What lines in the listing below hold the string "main"? Please copy them out.

'''

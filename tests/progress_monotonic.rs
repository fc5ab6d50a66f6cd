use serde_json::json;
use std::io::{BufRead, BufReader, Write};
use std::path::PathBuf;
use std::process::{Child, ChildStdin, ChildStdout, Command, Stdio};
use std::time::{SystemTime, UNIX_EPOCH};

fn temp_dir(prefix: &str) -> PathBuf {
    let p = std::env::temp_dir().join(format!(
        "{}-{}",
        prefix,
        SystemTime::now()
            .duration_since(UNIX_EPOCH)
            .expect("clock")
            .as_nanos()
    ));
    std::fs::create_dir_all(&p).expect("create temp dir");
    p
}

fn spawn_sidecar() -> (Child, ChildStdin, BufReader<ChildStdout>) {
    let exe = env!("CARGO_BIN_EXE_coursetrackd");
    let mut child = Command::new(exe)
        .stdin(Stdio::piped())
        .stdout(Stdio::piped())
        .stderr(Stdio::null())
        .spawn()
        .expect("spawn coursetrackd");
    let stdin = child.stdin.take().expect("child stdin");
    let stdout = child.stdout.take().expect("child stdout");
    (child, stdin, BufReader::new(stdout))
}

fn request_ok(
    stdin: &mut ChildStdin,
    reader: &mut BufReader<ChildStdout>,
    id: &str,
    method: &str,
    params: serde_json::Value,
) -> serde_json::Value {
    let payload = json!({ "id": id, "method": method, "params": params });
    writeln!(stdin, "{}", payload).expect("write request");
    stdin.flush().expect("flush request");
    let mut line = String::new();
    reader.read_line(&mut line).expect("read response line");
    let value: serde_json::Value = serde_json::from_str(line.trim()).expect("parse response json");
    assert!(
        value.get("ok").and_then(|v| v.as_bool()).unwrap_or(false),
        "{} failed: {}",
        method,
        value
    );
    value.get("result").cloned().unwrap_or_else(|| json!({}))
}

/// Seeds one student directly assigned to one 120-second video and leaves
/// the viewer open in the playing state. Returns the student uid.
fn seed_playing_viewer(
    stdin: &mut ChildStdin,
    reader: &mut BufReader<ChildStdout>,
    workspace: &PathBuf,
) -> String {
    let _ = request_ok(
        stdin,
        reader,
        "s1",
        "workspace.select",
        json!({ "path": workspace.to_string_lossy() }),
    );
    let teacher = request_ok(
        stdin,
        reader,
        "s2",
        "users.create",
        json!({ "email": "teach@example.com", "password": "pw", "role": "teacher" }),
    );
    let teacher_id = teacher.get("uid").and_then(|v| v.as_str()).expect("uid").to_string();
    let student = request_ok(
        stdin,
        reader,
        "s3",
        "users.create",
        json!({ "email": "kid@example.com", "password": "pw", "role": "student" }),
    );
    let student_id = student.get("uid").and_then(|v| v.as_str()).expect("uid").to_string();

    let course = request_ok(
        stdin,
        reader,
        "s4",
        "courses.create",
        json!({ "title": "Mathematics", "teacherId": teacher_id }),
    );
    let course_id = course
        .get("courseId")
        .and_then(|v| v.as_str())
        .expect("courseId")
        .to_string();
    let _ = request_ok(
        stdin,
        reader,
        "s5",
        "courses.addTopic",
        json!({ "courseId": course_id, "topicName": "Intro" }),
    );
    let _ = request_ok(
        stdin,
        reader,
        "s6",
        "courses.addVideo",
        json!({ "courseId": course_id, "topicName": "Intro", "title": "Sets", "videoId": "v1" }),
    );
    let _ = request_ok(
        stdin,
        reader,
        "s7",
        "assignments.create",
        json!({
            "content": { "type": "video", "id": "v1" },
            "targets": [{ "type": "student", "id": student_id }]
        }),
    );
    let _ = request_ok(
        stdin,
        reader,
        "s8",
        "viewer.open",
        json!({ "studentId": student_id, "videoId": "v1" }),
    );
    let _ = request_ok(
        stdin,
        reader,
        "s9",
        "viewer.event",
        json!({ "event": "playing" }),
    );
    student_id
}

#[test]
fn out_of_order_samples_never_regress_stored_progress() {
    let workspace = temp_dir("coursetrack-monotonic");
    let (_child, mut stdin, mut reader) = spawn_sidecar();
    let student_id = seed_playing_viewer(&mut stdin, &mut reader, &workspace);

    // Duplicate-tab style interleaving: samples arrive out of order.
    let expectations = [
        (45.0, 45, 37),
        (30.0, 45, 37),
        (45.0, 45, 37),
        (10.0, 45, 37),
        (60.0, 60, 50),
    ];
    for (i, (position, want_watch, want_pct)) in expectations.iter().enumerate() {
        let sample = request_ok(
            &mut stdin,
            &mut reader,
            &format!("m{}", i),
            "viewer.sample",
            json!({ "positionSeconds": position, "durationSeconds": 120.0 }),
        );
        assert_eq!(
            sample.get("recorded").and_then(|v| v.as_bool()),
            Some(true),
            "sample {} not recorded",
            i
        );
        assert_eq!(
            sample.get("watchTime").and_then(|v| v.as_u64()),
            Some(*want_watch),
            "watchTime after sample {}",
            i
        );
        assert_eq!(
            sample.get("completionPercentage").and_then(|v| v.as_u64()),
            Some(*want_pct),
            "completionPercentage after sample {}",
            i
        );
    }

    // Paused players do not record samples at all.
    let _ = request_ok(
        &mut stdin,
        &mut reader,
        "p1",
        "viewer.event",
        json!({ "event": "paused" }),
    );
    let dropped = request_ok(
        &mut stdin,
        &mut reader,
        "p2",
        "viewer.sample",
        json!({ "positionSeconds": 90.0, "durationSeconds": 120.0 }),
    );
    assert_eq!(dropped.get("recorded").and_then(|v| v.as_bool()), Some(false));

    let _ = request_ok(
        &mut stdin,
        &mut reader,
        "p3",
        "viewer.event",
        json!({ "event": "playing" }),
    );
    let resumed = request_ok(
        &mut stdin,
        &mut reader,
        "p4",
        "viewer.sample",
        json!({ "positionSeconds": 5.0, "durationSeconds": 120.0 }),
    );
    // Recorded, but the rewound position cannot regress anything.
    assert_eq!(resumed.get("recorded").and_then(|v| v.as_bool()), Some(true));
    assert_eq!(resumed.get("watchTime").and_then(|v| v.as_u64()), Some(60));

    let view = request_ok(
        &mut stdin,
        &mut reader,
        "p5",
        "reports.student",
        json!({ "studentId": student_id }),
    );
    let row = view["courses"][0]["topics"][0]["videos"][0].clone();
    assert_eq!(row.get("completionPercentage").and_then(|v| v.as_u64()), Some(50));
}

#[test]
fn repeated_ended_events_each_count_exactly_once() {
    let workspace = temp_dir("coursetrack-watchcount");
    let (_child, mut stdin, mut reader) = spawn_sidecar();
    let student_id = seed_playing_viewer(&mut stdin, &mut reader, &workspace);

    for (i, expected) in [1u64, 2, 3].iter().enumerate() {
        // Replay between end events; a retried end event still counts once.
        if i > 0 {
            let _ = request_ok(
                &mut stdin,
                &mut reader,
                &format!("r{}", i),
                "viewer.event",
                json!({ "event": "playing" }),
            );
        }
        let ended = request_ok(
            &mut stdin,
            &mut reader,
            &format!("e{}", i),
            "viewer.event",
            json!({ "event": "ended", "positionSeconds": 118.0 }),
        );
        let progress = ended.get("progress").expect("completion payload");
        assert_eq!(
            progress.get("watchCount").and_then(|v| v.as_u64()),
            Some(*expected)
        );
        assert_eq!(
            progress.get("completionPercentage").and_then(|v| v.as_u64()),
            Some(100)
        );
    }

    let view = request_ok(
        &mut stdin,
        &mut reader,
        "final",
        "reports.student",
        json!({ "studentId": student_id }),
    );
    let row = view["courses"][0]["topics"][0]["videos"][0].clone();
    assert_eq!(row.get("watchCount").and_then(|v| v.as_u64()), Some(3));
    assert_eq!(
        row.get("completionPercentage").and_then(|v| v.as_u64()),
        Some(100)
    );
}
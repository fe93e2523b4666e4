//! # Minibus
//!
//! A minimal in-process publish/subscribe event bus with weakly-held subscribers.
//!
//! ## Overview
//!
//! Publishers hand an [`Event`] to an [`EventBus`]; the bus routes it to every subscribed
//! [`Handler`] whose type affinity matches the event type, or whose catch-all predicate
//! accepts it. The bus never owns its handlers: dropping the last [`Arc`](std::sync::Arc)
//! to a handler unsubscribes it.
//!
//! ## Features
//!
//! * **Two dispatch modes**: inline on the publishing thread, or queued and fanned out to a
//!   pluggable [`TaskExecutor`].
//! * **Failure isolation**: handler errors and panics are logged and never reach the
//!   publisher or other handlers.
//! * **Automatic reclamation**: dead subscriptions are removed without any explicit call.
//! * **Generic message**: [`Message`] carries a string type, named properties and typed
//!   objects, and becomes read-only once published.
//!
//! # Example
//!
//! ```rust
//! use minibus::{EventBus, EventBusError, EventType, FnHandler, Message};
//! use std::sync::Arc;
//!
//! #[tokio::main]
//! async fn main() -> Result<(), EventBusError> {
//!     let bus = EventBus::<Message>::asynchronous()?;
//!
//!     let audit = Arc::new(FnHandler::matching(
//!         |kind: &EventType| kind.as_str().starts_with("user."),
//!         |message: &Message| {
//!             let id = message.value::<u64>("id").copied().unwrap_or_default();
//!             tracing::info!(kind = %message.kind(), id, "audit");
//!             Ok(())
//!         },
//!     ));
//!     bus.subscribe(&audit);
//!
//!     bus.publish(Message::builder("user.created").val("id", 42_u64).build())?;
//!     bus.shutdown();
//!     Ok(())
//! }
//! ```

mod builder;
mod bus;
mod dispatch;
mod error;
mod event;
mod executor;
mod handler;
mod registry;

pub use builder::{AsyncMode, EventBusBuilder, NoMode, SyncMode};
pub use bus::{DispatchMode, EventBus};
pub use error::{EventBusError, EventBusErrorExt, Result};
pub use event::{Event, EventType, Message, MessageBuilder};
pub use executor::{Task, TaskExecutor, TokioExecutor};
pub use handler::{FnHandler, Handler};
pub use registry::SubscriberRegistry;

'''

**WORKED SOLUTION:**
//! #[tokio::main]
//! async fn main() -> Result<(), EventBusError> {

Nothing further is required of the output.